> What is required: Look through the records and copy each line that has "RemoveAll" in it.

[Opening Exercise materials section]

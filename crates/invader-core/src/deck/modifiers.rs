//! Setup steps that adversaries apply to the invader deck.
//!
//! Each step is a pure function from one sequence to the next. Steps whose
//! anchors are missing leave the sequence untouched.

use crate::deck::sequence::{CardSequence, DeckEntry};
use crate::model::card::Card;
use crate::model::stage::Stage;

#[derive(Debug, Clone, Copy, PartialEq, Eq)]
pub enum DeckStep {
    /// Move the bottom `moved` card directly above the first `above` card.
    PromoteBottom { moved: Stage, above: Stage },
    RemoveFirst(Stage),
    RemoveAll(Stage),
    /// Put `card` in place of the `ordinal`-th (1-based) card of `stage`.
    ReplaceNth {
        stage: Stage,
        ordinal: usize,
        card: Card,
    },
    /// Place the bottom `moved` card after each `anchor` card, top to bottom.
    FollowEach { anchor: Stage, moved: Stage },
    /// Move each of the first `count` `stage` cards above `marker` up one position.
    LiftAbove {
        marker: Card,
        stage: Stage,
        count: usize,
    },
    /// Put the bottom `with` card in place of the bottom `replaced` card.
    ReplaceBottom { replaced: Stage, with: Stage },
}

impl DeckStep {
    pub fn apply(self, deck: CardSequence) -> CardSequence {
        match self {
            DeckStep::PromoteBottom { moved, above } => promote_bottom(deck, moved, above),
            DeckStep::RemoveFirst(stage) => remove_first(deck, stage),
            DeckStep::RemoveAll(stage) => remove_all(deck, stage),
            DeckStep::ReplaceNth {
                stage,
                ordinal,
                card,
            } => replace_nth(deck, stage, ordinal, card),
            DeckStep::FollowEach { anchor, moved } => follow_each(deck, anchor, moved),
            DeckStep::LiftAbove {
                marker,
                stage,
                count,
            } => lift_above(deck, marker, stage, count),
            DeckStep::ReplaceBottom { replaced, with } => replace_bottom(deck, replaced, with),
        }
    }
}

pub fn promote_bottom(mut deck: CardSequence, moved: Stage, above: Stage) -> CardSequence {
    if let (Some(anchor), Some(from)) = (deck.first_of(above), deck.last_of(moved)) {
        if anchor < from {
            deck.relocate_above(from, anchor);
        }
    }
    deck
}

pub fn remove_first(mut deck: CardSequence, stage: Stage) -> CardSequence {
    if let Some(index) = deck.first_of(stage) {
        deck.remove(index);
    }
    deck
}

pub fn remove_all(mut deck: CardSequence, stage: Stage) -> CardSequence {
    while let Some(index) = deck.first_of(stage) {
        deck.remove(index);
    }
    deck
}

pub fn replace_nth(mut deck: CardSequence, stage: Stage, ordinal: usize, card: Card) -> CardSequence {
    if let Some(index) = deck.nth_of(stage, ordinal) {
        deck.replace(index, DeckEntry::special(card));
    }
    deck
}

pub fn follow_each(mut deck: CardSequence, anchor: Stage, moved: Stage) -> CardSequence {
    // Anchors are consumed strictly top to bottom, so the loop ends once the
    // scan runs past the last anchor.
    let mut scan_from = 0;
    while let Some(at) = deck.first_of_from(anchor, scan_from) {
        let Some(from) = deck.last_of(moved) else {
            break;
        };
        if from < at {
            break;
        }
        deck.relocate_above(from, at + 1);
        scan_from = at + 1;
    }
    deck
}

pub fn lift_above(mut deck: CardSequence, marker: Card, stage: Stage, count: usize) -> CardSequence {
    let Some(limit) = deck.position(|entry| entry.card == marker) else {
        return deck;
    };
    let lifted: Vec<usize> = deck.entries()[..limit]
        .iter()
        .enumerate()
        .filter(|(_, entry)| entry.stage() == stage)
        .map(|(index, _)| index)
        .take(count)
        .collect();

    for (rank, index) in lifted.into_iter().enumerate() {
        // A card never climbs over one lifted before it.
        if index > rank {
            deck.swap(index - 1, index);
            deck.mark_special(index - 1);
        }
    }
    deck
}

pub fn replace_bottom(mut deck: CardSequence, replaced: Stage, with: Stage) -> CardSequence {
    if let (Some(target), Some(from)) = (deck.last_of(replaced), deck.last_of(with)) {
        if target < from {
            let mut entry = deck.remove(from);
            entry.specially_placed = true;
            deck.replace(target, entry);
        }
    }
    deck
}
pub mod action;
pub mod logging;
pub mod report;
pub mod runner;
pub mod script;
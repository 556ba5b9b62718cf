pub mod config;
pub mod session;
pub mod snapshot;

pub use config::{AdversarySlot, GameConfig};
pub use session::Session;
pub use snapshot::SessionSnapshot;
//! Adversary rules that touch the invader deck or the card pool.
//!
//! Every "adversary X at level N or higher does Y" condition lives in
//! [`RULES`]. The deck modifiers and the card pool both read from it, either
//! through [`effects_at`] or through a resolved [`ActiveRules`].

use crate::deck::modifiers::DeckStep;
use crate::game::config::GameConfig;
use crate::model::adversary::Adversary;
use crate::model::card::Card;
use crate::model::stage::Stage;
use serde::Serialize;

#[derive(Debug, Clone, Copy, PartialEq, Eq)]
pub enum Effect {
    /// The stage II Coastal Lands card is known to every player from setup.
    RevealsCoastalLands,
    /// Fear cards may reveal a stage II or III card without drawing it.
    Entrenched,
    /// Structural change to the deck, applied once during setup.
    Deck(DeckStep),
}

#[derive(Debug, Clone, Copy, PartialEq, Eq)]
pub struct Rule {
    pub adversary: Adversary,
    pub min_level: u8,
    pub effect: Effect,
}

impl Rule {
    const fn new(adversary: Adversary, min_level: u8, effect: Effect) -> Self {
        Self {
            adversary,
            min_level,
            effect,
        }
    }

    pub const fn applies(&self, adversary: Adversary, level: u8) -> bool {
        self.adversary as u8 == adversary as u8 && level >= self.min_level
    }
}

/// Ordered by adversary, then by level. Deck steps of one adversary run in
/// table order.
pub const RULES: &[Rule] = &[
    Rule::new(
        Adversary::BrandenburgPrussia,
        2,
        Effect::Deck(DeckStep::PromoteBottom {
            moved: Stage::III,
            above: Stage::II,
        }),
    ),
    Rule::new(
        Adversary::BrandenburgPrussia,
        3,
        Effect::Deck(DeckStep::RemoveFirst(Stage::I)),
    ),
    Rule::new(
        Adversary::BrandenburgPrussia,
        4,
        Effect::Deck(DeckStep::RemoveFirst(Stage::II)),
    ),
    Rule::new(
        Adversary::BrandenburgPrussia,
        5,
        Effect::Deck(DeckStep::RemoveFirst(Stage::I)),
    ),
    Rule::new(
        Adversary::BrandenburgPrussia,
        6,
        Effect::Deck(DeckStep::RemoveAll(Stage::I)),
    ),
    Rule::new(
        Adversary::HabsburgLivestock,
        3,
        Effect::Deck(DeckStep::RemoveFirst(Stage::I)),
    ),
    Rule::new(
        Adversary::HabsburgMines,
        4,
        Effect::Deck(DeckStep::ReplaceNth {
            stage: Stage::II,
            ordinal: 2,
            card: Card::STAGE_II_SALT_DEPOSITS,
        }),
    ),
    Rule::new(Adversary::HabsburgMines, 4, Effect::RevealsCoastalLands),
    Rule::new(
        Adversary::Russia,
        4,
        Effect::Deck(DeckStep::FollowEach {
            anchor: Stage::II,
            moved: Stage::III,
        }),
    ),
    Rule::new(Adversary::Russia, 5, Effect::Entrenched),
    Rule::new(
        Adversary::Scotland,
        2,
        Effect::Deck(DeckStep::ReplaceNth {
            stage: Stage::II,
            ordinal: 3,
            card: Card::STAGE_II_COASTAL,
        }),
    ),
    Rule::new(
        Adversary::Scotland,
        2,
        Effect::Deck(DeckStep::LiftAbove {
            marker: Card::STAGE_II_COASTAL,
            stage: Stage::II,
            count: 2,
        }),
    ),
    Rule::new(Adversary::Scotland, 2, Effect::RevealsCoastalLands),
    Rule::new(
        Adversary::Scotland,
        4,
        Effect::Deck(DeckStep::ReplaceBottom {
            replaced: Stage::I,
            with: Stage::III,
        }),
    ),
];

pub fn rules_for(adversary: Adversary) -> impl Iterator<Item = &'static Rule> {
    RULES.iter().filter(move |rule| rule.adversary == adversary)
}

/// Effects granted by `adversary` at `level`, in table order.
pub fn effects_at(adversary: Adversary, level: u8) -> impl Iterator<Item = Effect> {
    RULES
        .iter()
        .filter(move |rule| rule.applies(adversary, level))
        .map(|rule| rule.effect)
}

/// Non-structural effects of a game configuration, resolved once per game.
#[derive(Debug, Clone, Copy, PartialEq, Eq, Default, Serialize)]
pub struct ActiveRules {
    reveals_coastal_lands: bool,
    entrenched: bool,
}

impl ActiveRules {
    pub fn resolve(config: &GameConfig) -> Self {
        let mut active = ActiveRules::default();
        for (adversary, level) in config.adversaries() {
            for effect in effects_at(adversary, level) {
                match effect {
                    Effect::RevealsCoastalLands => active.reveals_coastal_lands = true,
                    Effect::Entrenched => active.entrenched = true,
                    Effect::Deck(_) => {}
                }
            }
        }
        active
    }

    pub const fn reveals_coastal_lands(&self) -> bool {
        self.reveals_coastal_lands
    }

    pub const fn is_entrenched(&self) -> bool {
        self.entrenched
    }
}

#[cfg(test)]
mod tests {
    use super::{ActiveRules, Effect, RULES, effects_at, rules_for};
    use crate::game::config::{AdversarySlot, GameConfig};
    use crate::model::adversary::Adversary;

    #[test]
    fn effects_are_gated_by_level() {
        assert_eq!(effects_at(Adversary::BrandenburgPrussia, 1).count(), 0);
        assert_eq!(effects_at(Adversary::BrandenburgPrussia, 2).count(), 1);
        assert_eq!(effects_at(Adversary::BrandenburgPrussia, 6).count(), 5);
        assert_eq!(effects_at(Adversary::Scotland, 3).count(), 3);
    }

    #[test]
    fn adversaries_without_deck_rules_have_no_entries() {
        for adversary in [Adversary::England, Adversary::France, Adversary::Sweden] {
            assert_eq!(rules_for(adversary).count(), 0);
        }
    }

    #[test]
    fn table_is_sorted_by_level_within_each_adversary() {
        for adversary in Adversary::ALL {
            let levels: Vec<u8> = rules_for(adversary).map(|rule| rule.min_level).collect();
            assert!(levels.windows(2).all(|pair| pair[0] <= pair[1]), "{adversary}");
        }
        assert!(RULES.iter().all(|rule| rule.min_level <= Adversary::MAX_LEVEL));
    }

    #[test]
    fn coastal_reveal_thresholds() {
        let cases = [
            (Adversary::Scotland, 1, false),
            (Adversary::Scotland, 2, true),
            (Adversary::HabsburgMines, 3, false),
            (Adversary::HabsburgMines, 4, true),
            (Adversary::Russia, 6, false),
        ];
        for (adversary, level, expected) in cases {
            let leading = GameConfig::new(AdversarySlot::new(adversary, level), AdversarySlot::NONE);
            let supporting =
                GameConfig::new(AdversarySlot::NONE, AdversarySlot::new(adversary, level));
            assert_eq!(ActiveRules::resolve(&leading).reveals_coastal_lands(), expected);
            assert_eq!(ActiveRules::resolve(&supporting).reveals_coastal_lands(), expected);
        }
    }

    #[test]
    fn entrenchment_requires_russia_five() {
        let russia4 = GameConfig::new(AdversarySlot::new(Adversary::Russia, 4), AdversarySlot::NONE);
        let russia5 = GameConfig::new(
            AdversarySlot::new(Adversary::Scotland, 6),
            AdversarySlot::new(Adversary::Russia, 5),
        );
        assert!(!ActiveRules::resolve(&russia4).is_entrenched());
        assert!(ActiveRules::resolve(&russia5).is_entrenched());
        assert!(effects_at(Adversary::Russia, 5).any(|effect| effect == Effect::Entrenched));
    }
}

[Closing Exercise materials section]

> Result of this exercise:
    RemoveAll(Stage),
            DeckStep::RemoveAll(stage) => remove_all(deck, stage),
        Effect::Deck(DeckStep::RemoveAll(Stage::I)),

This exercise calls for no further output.